A piece of legislation being pushed by Democrats in Rhode Island is so absurd that many thought it was a hoax, Fox News reports.
The legislation, though, which looks to significantly increase the taxes of residents who fail to comply with a coronavirus vaccine mandate, is not a hoax. It is very, very real.
Rhode Island’s S. 2552
This bill was first introduced by Rhode Island state Sen. Sam Bell (D) in March. It has a coronavirus vaccine mandate, and it has penalties for failure to comply with the mandate.
The mandate requires that “every person of at least sixteen years of age who is eligible for immunization against COVID-19 and who resides in the State of Rhode Island, works in the State of Rhode Island, or pays personal income taxes to the State of Rhode Island . . . to be immunized against COVID-19.”
The mandate also requires a coronavirus vaccine for those eligible who are under 16 years of age, and it places the legal responsibility for this on “all parents or guardians with medical consent powers.”
The bill goes on to state the penalties. One of the penalties is for non-compliant individuals to pay “twice the amount of personal income taxes as would otherwise be assessed.”
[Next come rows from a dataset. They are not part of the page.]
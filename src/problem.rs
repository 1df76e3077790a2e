use std::fmt;

use thiserror::Error;

pub const CODEFORCES_URL: &str = "https://codeforces.com";

#[derive(Debug, Error, PartialEq, Eq)]
pub enum ProblemIdError {
    #[error("problem id {0:?} is not of the form <contest>_<index>")]
    MissingSeparator(String),
    #[error("problem id {0:?} has a non-numeric contest id")]
    BadContest(String),
    #[error("problem id {0:?} has an empty index")]
    EmptyIndex(String),
}

/// Problem identifier `<contestId>_<index>`, e.g. `1850_a`.
///
/// The contest id is stored without leading zeros so that `0001_a` and `1_a`
/// name the same problem.
#[derive(Debug, Clone, PartialEq, Eq, Hash, PartialOrd, Ord)]
pub struct ProblemId {
    contest: u32,
    index: String,
}

impl ProblemId {
    pub fn parse(raw: &str) -> Result<Self, ProblemIdError> {
        let (contest, index) = raw
            .trim()
            .split_once('_')
            .ok_or_else(|| ProblemIdError::MissingSeparator(raw.to_string()))?;
        let contest = contest
            .parse::<u32>()
            .map_err(|_| ProblemIdError::BadContest(raw.to_string()))?;
        if index.is_empty() {
            return Err(ProblemIdError::EmptyIndex(raw.to_string()));
        }
        Ok(ProblemId {
            contest,
            index: index.to_string(),
        })
    }

    pub fn url(&self) -> String {
        self.url_on(CODEFORCES_URL)
    }

    /// Statement URL under an arbitrary mirror base.
    pub fn url_on(&self, base: &str) -> String {
        format!(
            "{}/contest/{}/problem/{}",
            base.trim_end_matches('/'),
            self.contest,
            self.index
        )
    }
}

impl fmt::Display for ProblemId {
    fn fmt(&self, f: &mut fmt::Formatter<'_>) -> fmt::Result {
        write!(f, "{}_{}", self.contest, self.index)
    }
}
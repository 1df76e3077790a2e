/// LaTeX fragment → plain text.
///
/// Implementations must not fail: unsupported input yields best-effort text,
/// possibly empty.
pub trait LatexConverter: Send + Sync {
    fn to_text(&self, latex: &str) -> String;
}

/// Small built-in converter covering the math found in contest statements.
#[derive(Debug, Default, Clone, Copy)]
pub struct LatexText;

impl LatexConverter for LatexText {
    fn to_text(&self, latex: &str) -> String {
        if latex.trim().is_empty() {
            return String::new();
        }
        let chars: Vec<char> = latex.chars().collect();
        let mut cursor = Cursor {
            chars: &chars,
            pos: 0,
            depth: 0,
            flat_braces: 0,
        };
        let mut out = String::with_capacity(latex.len());
        cursor.render_until(None, &mut out);
        out.trim().to_string()
    }
}

const SYMBOLS: &[(&str, &str)] = &[
    ("le", "≤"),
    ("leq", "≤"),
    ("leqslant", "≤"),
    ("ge", "≥"),
    ("geq", "≥"),
    ("geqslant", "≥"),
    ("ne", "≠"),
    ("neq", "≠"),
    ("lt", "<"),
    ("gt", ">"),
    ("cdot", "·"),
    ("times", "×"),
    ("div", "÷"),
    ("pm", "±"),
    ("mp", "∓"),
    ("to", "→"),
    ("rightarrow", "→"),
    ("leftarrow", "←"),
    ("gets", "←"),
    ("Rightarrow", "⇒"),
    ("implies", "⇒"),
    ("Leftrightarrow", "⇔"),
    ("iff", "⇔"),
    ("ldots", "..."),
    ("dots", "..."),
    ("cdots", "..."),
    ("vdots", "..."),
    ("infty", "∞"),
    ("sum", "∑"),
    ("prod", "∏"),
    ("oplus", "⊕"),
    ("otimes", "⊗"),
    ("land", "∧"),
    ("wedge", "∧"),
    ("lor", "∨"),
    ("vee", "∨"),
    ("neg", "¬"),
    ("lnot", "¬"),
    ("in", "∈"),
    ("notin", "∉"),
    ("subset", "⊂"),
    ("subseteq", "⊆"),
    ("cup", "∪"),
    ("cap", "∩"),
    ("emptyset", "∅"),
    ("forall", "∀"),
    ("exists", "∃"),
    ("approx", "≈"),
    ("equiv", "≡"),
    ("circ", "∘"),
    ("prime", "′"),
    ("lfloor", "⌊"),
    ("rfloor", "⌋"),
    ("lceil", "⌈"),
    ("rceil", "⌉"),
    ("langle", "⟨"),
    ("rangle", "⟩"),
    ("mid", "|"),
    ("vert", "|"),
    ("lvert", "|"),
    ("rvert", "|"),
    ("alpha", "α"),
    ("beta", "β"),
    ("gamma", "γ"),
    ("delta", "δ"),
    ("epsilon", "ε"),
    ("varepsilon", "ε"),
    ("lambda", "λ"),
    ("mu", "μ"),
    ("pi", "π"),
    ("sigma", "σ"),
    ("phi", "φ"),
    ("omega", "ω"),
    ("Delta", "Δ"),
    ("Sigma", "Σ"),
    ("quad", " "),
    ("qquad", " "),
];

// rendered as their own name
const NAMED_OPERATORS: &[&str] = &[
    "bmod", "mod", "log", "ln", "lg", "max", "min", "gcd", "lcm", "sin", "cos", "tan", "exp",
    "det", "deg", "lim", "sup", "inf", "arg",
];

// keep the argument, drop the macro
const TEXT_MACROS: &[&str] = &[
    "text",
    "textbf",
    "textit",
    "textrm",
    "texttt",
    "textsuperscript",
    "mathrm",
    "mathbf",
    "mathit",
    "mathsf",
    "mathtt",
    "mathcal",
    "mathbb",
    "operatorname",
    "emph",
    "underline",
    "overline",
    "boldsymbol",
    "mbox",
    "hbox",
];

// groups and arguments nested deeper than this are rendered flat
const MAX_DEPTH: usize = 64;

struct Cursor<'a> {
    chars: &'a [char],
    pos: usize,
    depth: usize,
    /// Braces opened past `MAX_DEPTH` that are still waiting for their `}`.
    flat_braces: usize,
}

impl Cursor<'_> {
    fn peek(&self) -> Option<char> {
        self.chars.get(self.pos).copied()
    }

    fn render_until(&mut self, close: Option<char>, out: &mut String) {
        while let Some(c) = self.peek() {
            if c == '}' && self.flat_braces > 0 {
                self.flat_braces -= 1;
                self.pos += 1;
                continue;
            }
            if Some(c) == close {
                self.pos += 1;
                return;
            }
            match c {
                '\\' => self.render_macro(out),
                '{' if self.depth >= MAX_DEPTH => {
                    self.flat_braces += 1;
                    self.pos += 1;
                }
                '{' => {
                    self.pos += 1;
                    self.depth += 1;
                    self.render_until(Some('}'), out);
                    self.depth -= 1;
                }
                '%' => {
                    while self.peek().is_some_and(|c| c != '\n') {
                        self.pos += 1;
                    }
                }
                '}' | '$' => self.pos += 1,
                '~' => {
                    out.push(' ');
                    self.pos += 1;
                }
                _ => {
                    out.push(c);
                    self.pos += 1;
                }
            }
        }
    }

    /// One macro argument: a braced group, a nested macro or a single char.
    /// Empty past `MAX_DEPTH`; the caller then renders what follows as
    /// plain content.
    fn read_arg(&mut self) -> String {
        let mut arg = String::new();
        if self.depth >= MAX_DEPTH {
            return arg;
        }
        while self.peek().is_some_and(char::is_whitespace) {
            self.pos += 1;
        }
        self.depth += 1;
        match self.peek() {
            Some('{') => {
                self.pos += 1;
                self.render_until(Some('}'), &mut arg);
            }
            Some('\\') => self.render_macro(&mut arg),
            Some(c) => {
                arg.push(c);
                self.pos += 1;
            }
            None => {}
        }
        self.depth -= 1;
        arg
    }

    fn skip_optional_arg(&mut self) {
        if self.peek() == Some('[') {
            while let Some(c) = self.peek() {
                self.pos += 1;
                if c == ']' {
                    break;
                }
            }
        }
    }

    fn render_macro(&mut self, out: &mut String) {
        self.pos += 1;
        let Some(first) = self.peek() else {
            return;
        };
        if !first.is_ascii_alphabetic() {
            self.pos += 1;
            match first {
                ',' | ';' | ':' | ' ' | '\\' => out.push(' '),
                '!' => {}
                '|' => out.push('‖'),
                c => out.push(c),
            }
            return;
        }

        let start = self.pos;
        while self.peek().is_some_and(|c| c.is_ascii_alphabetic()) {
            self.pos += 1;
        }
        let name: String = self.chars[start..self.pos].iter().collect();

        if let Some((_, symbol)) = SYMBOLS.iter().find(|(n, _)| *n == name) {
            out.push_str(symbol);
            return;
        }
        if NAMED_OPERATORS.contains(&name.as_str()) {
            out.push_str(if name == "bmod" { "mod" } else { name.as_str() });
            return;
        }
        if TEXT_MACROS.contains(&name.as_str()) {
            let arg = self.read_arg();
            out.push_str(&arg);
            return;
        }
        match name.as_str() {
            "frac" | "dfrac" | "tfrac" => {
                let num = self.read_arg();
                let den = self.read_arg();
                out.push_str(&format!("{num}/{den}"));
            }
            "sqrt" => {
                self.skip_optional_arg();
                let arg = self.read_arg();
                out.push_str(&format!("√({arg})"));
            }
            "pmod" => {
                let arg = self.read_arg();
                out.push_str(&format!("(mod {arg})"));
            }
            "left" | "right" | "bigl" | "bigr" | "Bigl" | "Bigr" => {
                // \left. and \right. are invisible delimiters
                if self.peek() == Some('.') {
                    self.pos += 1;
                }
            }
            "begin" | "end" => {
                self.read_arg();
            }
            // sizing and spacing switches, and anything unknown, vanish
            _ => {}
        }
    }
}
Another penalty is a “monthly civil penalty of fifty dollars.” And, yet another penalty is a $5,000 monthly fine for employers who refuse to require proof of vaccination.
“An internet hoax”?
S. 2552 recently went viral after it was discovered by Laurie Gaddis Barrett, a Rhode Island mother who has made it a mission of hers to fend off government overreach.
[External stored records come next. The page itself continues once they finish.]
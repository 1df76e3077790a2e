use std::fs;
use std::io::{BufWriter, Write};
use std::path::Path;
use std::time::Duration;

use anyhow::{Context, Result};
use indicatif::{ProgressBar, ProgressStyle};
use rayon::prelude::*;
use clap::ValueEnum;
use rusqlite::Connection;
use tracing::{info, warn};

use crate::db::{self, FeatureRow, PendingStatement};
use crate::features::FeatureExtractor;
use crate::fetch::StatementFetcher;
use crate::merge::ProblemMeta;
use crate::normalize::{self, LatexConverter};
use crate::problem::ProblemId;

pub struct ScrapeStats {
    pub total: usize,
    pub ok: usize,
    pub errors: usize,
}

pub struct ProcessStats {
    pub processed: usize,
    pub skipped: usize,
}

fn progress_bar(len: usize) -> ProgressBar {
    let pb = ProgressBar::new(len as u64);
    if let Ok(style) = ProgressStyle::default_bar()
        .template("{spinner:.green} [{elapsed_precise}] [{bar:40.cyan/blue}] {pos}/{len} ({per_sec})")
    {
        pb.set_style(style.progress_chars("#>-"));
    }
    pb
}

/// Normalize problem ids and drop the ones that do not parse.
pub fn prepare_problems(problems: Vec<ProblemMeta>) -> Vec<ProblemMeta> {
    problems
        .into_iter()
        .filter_map(|mut meta| match ProblemId::parse(&meta.problem_id) {
            Ok(id) => {
                meta.problem_id = id.to_string();
                Some(meta)
            }
            Err(e) => {
                warn!("Skipping problem: {}", e);
                None
            }
        })
        .collect()
}

/// Fetch every id in turn, storing each result as it arrives and pausing
/// `delay` after each request.
pub async fn scrape_problems(
    conn: &Connection,
    fetcher: &StatementFetcher,
    ids: Vec<String>,
    delay: Duration,
) -> Result<ScrapeStats> {
    let total = ids.len();
    let pb = progress_bar(total);
    let (mut ok, mut errors) = (0usize, 0usize);

    for raw_id in ids {
        let id = match ProblemId::parse(&raw_id) {
            Ok(id) => id,
            Err(e) => {
                warn!("Skipping {}: {}", raw_id, e);
                errors += 1;
                pb.inc(1);
                continue;
            }
        };

        let row = fetcher.scrape(&id).await;
        match &row.error {
            Some(e) => {
                warn!("[Skipped] Failed to fetch {}: {}", id, e);
                errors += 1;
            }
            None => ok += 1,
        }
        db::save_scrape(conn, &row)?;
        pb.inc(1);
        tokio::time::sleep(delay).await;
    }

    pb.finish_and_clear();
    info!("Scraped {} problems ({} ok, {} errors)", total, ok, errors);
    Ok(ScrapeStats { total, ok, errors })
}

/// Normalize and extract one stored statement. `None` when the stored
/// problem id no longer parses.
pub fn process_statement(
    extractor: &FeatureExtractor,
    latex: &dyn LatexConverter,
    pending: &PendingStatement,
) -> Option<FeatureRow> {
    let id = match ProblemId::parse(&pending.problem_id) {
        Ok(id) => id,
        Err(e) => {
            warn!("Skipping statement {}: {}", pending.statement_id, e);
            return None;
        }
    };
    let canonical_text = normalize::normalize(&pending.markup, latex);
    let record = extractor.extract(&id, &canonical_text, &pending.tags, &pending.complexity_counts);
    Some(FeatureRow {
        statement_id: pending.statement_id,
        canonical_text,
        record,
    })
}

/// Process pending statements in chunks; each chunk runs in parallel and is
/// committed in one transaction.
pub fn process_pending(
    conn: &Connection,
    extractor: &FeatureExtractor,
    latex: &dyn LatexConverter,
    pending: &[PendingStatement],
    chunk_size: usize,
) -> Result<ProcessStats> {
    let pb = progress_bar(pending.len());
    let mut stats = ProcessStats {
        processed: 0,
        skipped: 0,
    };

    for chunk in pending.chunks(chunk_size.max(1)) {
        let rows: Vec<FeatureRow> = chunk
            .par_iter()
            .filter_map(|p| process_statement(extractor, latex, p))
            .collect();
        stats.skipped += chunk.len() - rows.len();
        stats.processed += rows.len();
        db::save_features(conn, &rows)?;
        pb.inc(chunk.len() as u64);
    }

    pb.finish_and_clear();
    info!("Processed {} statements ({} skipped)", stats.processed, stats.skipped);
    Ok(stats)
}

/// One exported row: the stored feature record, keys in record order, plus
/// `total_examples`.
pub type DatasetRow = serde_json::Map<String, serde_json::Value>;

#[derive(Debug, Clone, Copy, PartialEq, Eq, Default, ValueEnum)]
pub enum ExportFormat {
    /// One JSON object per line
    #[default]
    Jsonl,
    /// One column per record key; list and map cells hold JSON
    Csv,
}

impl ExportFormat {
    pub fn extension(self) -> &'static str {
        match self {
            ExportFormat::Jsonl => "jsonl",
            ExportFormat::Csv => "csv",
        }
    }
}

pub fn dataset_rows(conn: &Connection) -> Result<Vec<DatasetRow>> {
    db::fetch_dataset(conn)?
        .into_iter()
        .map(|(record, total_examples)| {
            let mut row: DatasetRow = serde_json::from_str(&record)?;
            row.insert("total_examples".to_string(), total_examples.into());
            Ok(row)
        })
        .collect()
}

/// Write every processed problem to `output`.
pub fn export_dataset(conn: &Connection, output: &Path, format: ExportFormat) -> Result<usize> {
    let rows = dataset_rows(conn)?;
    if let Some(dir) = output.parent().filter(|d| !d.as_os_str().is_empty()) {
        fs::create_dir_all(dir)?;
    }
    let file = fs::File::create(output)
        .with_context(|| format!("Failed to create {}", output.display()))?;
    match format {
        ExportFormat::Jsonl => write_jsonl(&rows, BufWriter::new(file))?,
        ExportFormat::Csv => write_csv(&rows, file)?,
    }
    Ok(rows.len())
}

fn write_jsonl<W: Write>(rows: &[DatasetRow], mut out: W) -> Result<()> {
    for row in rows {
        serde_json::to_writer(&mut out, row)?;
        out.write_all(b"\n")?;
    }
    out.flush()?;
    Ok(())
}

/// Columns come from the first row; a key missing from a later row leaves
/// its cell empty.
fn write_csv<W: Write>(rows: &[DatasetRow], out: W) -> Result<()> {
    let mut wtr = csv::Writer::from_writer(out);
    if let Some(first) = rows.first() {
        let header: Vec<&str> = first.keys().map(String::as_str).collect();
        wtr.write_record(&header)?;
        for row in rows {
            wtr.write_record(header.iter().map(|key| csv_cell(row.get(*key))))?;
        }
    }
    wtr.flush()?;
    Ok(())
}

fn csv_cell(value: Option<&serde_json::Value>) -> String {
    use serde_json::Value;
    match value {
        None | Some(Value::Null) => String::new(),
        Some(Value::String(s)) => s.clone(),
        Some(v) => v.to_string(),
    }
}

#[cfg(test)]
mod tests {
    use std::collections::BTreeMap;

    use super::*;
    use crate::db::ScrapeRow;
    use crate::normalize::LatexText;

    fn fixture_markup() -> String {
        let page = fs::read_to_string("tests/fixtures/1850_a.html").unwrap();
        normalize::statement_html(&page).unwrap()
    }

    fn meta(id: &str) -> ProblemMeta {
        ProblemMeta {
            problem_id: id.to_string(),
            tags: vec!["math".to_string(), "greedy".to_string()],
            total_examples: 7,
            complexity_counts: BTreeMap::from([("O(n)".to_string(), 5), ("O(1)".to_string(), 2)]),
        }
    }

    #[test]
    fn ids_are_normalized_and_bad_ones_dropped() {
        let p = prepare_problems(vec![meta("01850_a"), meta("garbage"), meta("1851_b")]);
        let ids: Vec<&str> = p.iter().map(|m| m.problem_id.as_str()).collect();
        assert_eq!(ids, ["1850_a", "1851_b"]);
    }

    #[test]
    fn fixture_statement() {
        let pending = PendingStatement {
            statement_id: 1,
            problem_id: "1850_a".to_string(),
            markup: fixture_markup(),
            tags: vec!["math".to_string()],
            complexity_counts: BTreeMap::new(),
        };
        let row = process_statement(&FeatureExtractor::default(), &LatexText, &pending).unwrap();
        let r = &row.record;

        assert!(row.canonical_text.starts_with("A. To My Critics time limit per test 1 second"));
        assert_eq!(r.time_limit, Some(1));
        assert_eq!(r.memory_limit, Some(256));
        assert_eq!(r.problem_url, "https://codeforces.com/contest/1850/problem/a");
        // t, a, b, c
        assert_eq!(r.num_unique_variables, 4);
        // t in [1, 1000]; a, b, c in [0, 9]
        assert_eq!(r.bins.get("bin_501_5000"), Some(1));
        assert_eq!(r.bins.get("bin_≤26"), Some(3));
        assert_eq!(r.bins.total(), 4);

        // same input, same output
        let again = process_statement(&FeatureExtractor::default(), &LatexText, &pending).unwrap();
        assert_eq!(again.record, row.record);
        assert_eq!(again.canonical_text, row.canonical_text);
    }

    #[test]
    fn csv_cells() {
        use serde_json::json;
        assert_eq!(csv_cell(None), "");
        assert_eq!(csv_cell(Some(&json!(null))), "");
        assert_eq!(csv_cell(Some(&json!("1_a"))), "1_a");
        assert_eq!(csv_cell(Some(&json!(256))), "256");
        assert_eq!(csv_cell(Some(&json!(["dp", "math"]))), r#"["dp","math"]"#);
    }

    #[test]
    fn empty_dataset_writes_empty_csv() {
        let conn = Connection::open_in_memory().unwrap();
        db::init_schema(&conn).unwrap();
        let path = std::env::temp_dir().join(format!("cf_features_empty_{}.csv", std::process::id()));
        assert_eq!(export_dataset(&conn, &path, ExportFormat::Csv).unwrap(), 0);
        assert_eq!(fs::read_to_string(&path).unwrap(), "");
        fs::remove_file(&path).unwrap();
    }

    #[test]
    fn process_and_export() {
        let conn = Connection::open_in_memory().unwrap();
        db::init_schema(&conn).unwrap();
        db::insert_problems(&conn, &[meta("1850_a")]).unwrap();
        db::save_scrape(
            &conn,
            &ScrapeRow {
                problem_id: "1850_a".to_string(),
                url: "https://codeforces.com/contest/1850/problem/a".to_string(),
                markup: Some(fixture_markup()),
                status: Some(200),
                error: None,
                latency_ms: Some(1),
            },
        )
        .unwrap();

        let pending = db::fetch_unprocessed(&conn, None).unwrap();
        let stats =
            process_pending(&conn, &FeatureExtractor::default(), &LatexText, &pending, 1).unwrap();
        assert_eq!((stats.processed, stats.skipped), (1, 0));

        let dir = std::env::temp_dir().join(format!("cf_features_export_{}", std::process::id()));
        let jsonl = dir.join("features.jsonl");
        assert_eq!(export_dataset(&conn, &jsonl, ExportFormat::Jsonl).unwrap(), 1);
        let content = fs::read_to_string(&jsonl).unwrap();

        let line: serde_json::Value = serde_json::from_str(content.trim()).unwrap();
        assert_eq!(line["problem_id"], "1850_a");
        assert_eq!(line["total_examples"], 7);
        assert_eq!(line["complexity_counts"]["O(n)"], 5);
        assert_eq!(line["tags"][1], "greedy");
        assert_eq!(line["bin_≤26"], 3);

        let csv_path = dir.join("features.csv");
        assert_eq!(export_dataset(&conn, &csv_path, ExportFormat::Csv).unwrap(), 1);
        let mut reader = csv::Reader::from_path(&csv_path).unwrap();
        let header: Vec<String> = reader.headers().unwrap().iter().map(str::to_string).collect();
        assert_eq!(
            header,
            [
                "problem_id",
                "problem_url",
                "time_limit",
                "memory_limit",
                "word_count",
                "num_numbers",
                "num_operations",
                "num_unique_variables",
                "bin_≤26",
                "bin_27_500",
                "bin_501_5000",
                "bin_5001_1e6",
                "bin_large",
                "tags",
                "complexity_counts",
                "total_examples",
            ]
        );
        let records: Vec<csv::StringRecord> = reader.records().map(|r| r.unwrap()).collect();
        assert_eq!(records.len(), 1);
        let cell = |name: &str| {
            let i = header.iter().position(|h| h == name).unwrap();
            records[0][i].to_string()
        };
        assert_eq!(cell("problem_id"), "1850_a");
        assert_eq!(cell("time_limit"), "1");
        assert_eq!(cell("bin_≤26"), "3");
        assert_eq!(cell("total_examples"), "7");
        let tags: Vec<String> = serde_json::from_str(&cell("tags")).unwrap();
        assert_eq!(tags, ["math", "greedy"]);
        let counts: BTreeMap<String, u32> = serde_json::from_str(&cell("complexity_counts")).unwrap();
        assert_eq!(counts["O(1)"], 2);

        fs::remove_dir_all(&dir).unwrap();
    }
}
Barrett appeared on the Fox News Channel’s Tucker Carlson Tonight where she revealed that the people of Rhode Island, after learning about the bill, began calling their representatives to ask whether it was real.
Barrett said:
I couldn’t believe it. I never dreamed, never dreamed that I would find a bill like that introduced into the Rhode Island legislature. And as a matter of fact, the representatives that we spoke with later on told me that they had constituents calling them left and right to ask if it was real or if it was an internet hoax.
Unfortunately, the bill is very real. Bell, in fact, just made another push for the bill’s passage on April 18, 2022, suggesting that there is support for it by stating, “Rhode Islanders still strongly support a universal vaccine mandate.”
The good news in all of this is that Bell has not been able to get support for the bill. But, the fact that he introduced it, thinking that he could get it passed, shows the dangerous times that we are living in here in the U.S.